Untold joy abounds when one witnesses a baby taking its very fist drink of tuba and its first puff of a cigarette. Like the first few steps, the first indulgence in a vice is a symbol of the youth that will one day grow to maturity and individuality.
Little Jerome had his first puff yesterday when his grandma Rita stumbled drunk and smoking into my house, where Jerome and his mommy were visiting. In accordance with good and proper judgment, Rita put the cigarette in Baby Jerome's mouth and had a good laugh in the process. Later, as she was finishing her bottle of Black Wings – a vile alcohol that reeks of licorice and ethanol – she had the courtesy of leaving the last shot for Baby Jerome. Watching a child wince in disgust really is quite sweet. Surely his early exposure to alcohol is merely preparing him for four years of high school football games and four subsequent years of frat parties and initiation ceremonies...such a lucky child.
The first time I saw a baby drink was on my birthday, and since then, much like eating dog, the activity is commonplace. The educated American in me knows that alcohol and fags might not be entirely healthy for a young baby, but the burgeoning Filipina in me wonders what the real hurt is, if limited in quantity and frequency? No, no, I'm being serious now.
Americans have a, sometimes, too-great sense of danger and litigation. I have had a lot of time to reflect on the American's concern with child endangerment, among other things, and I am truly convinced that such a concern stems from bad parenting. Bad bad bad. We Americans are content to put our children under someone else's watch or in a crib or in the company of distracting toys and films. In essence, “distraction” is the key word – we do things to distract our kids from having family far away. Then, if something goes wrong, we can always blame the thing that went wrong, but not the ultimate caregiver – the parent.
I see kids here climbing trees and playing with knives and swimming unattended, and surprisingly accidents are less common here than at home. It seems that kids and parents of the Philippines know the consequences, but have no one to blame except themselves. Perhaps parents here wouldn't let their kids participate in certain activities if they didn't have faith in their child's own sense of judgment; furthermore, by allowing their children to have exposure to mild risks and dangers, kids are more apt to make good judgments and understand the risks. Ultimately, kids are trained to blame no one but themselves and have good judgment; likewise, the parents are too. It's okay to make a mistake, as long as you learn from it and fault no one but the one to blame, likely yourself. Difference between Americans and Filipinos: Americans can buy someone else's common sense (aka the Warning Label on the toy). Filipinos can't afford anyone's common sense but their own.
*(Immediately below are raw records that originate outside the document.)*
//! Minimal OpenAI-compatible chat completions server.

use std::sync::{
    Arc, Mutex,
    atomic::{AtomicUsize, Ordering},
};

use axum::{
    Json, Router,
    extract::State,
    http::{StatusCode, header},
    response::{IntoResponse, Response},
    routing::post,
};
use serde_json::{Value, json};

/// What the mock answers with.
#[derive(Clone)]
pub enum MockReply {
    /// SSE stream with one delta per fragment, then `[DONE]`.
    Stream(Vec<String>),
    /// Non-success status with a JSON error body.
    Status(u16),
}

struct MockState {
    reply: MockReply,
    hits: AtomicUsize,
    last_body: Mutex<Option<Value>>,
}

pub struct MockOpenAi {
    pub url: String,
    state: Arc<MockState>,
}

impl MockOpenAi {
    pub async fn start(reply: MockReply) -> Self {
        let state = Arc::new(MockState {
            reply,
            hits: AtomicUsize::new(0),
            last_body: Mutex::new(None),
        });
        let app = Router::new()
            .route("/v1/chat/completions", post(chat_completions))
            .with_state(state.clone());

        let listener = tokio::net::TcpListener::bind("127.0.0.1:0").await.unwrap();
        let addr = listener.local_addr().unwrap();
        tokio::spawn(async move {
            axum::serve(listener, app).await.unwrap();
        });

        Self {
            url: format!("http://{addr}"),
            state,
        }
    }

    pub fn hits(&self) -> usize {
        self.state.hits.load(Ordering::SeqCst)
    }

    /// Body of the most recent request, if any.
    pub fn last_body(&self) -> Option<Value> {
        self.state.last_body.lock().unwrap().clone()
    }
}

async fn chat_completions(State(state): State<Arc<MockState>>, Json(body): Json<Value>) -> Response {
    state.hits.fetch_add(1, Ordering::SeqCst);
    *state.last_body.lock().unwrap() = Some(body);

    match &state.reply {
        MockReply::Stream(parts) => {
            let mut out = String::new();
            for p in parts {
                out.push_str(&format!(
                    "data: {}\n\n",
                    json!({ "choices": [{ "index": 0, "delta": { "content": p } }] })
                ));
            }
            out.push_str("data: [DONE]\n\n");
            ([(header::CONTENT_TYPE, "text/event-stream")], out).into_response()
        }
        MockReply::Status(code) => {
            let status = StatusCode::from_u16(*code).unwrap();
            (
                status,
                Json(json!({ "error": { "message": "mock failure", "type": "server_error" } })),
            )
                .into_response()
        }
    }
}
pub mod open_ai_service;
pub mod sse;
I'm not advocating children start practicing juggling chainsaws and eating dirty food from the garbage to toughen them up. I'm merely suggesting that paying attention and relaxing a bit might not be so bad. So baby Jerome smoked a cigarette and it was weird and shocking but strangely not disturbing. I laughed, albeit the kind of laugh that comes out when the dude walking in front of you makes a face plant on the curb. Mother, does this provide further evidence that I shouldn't have children?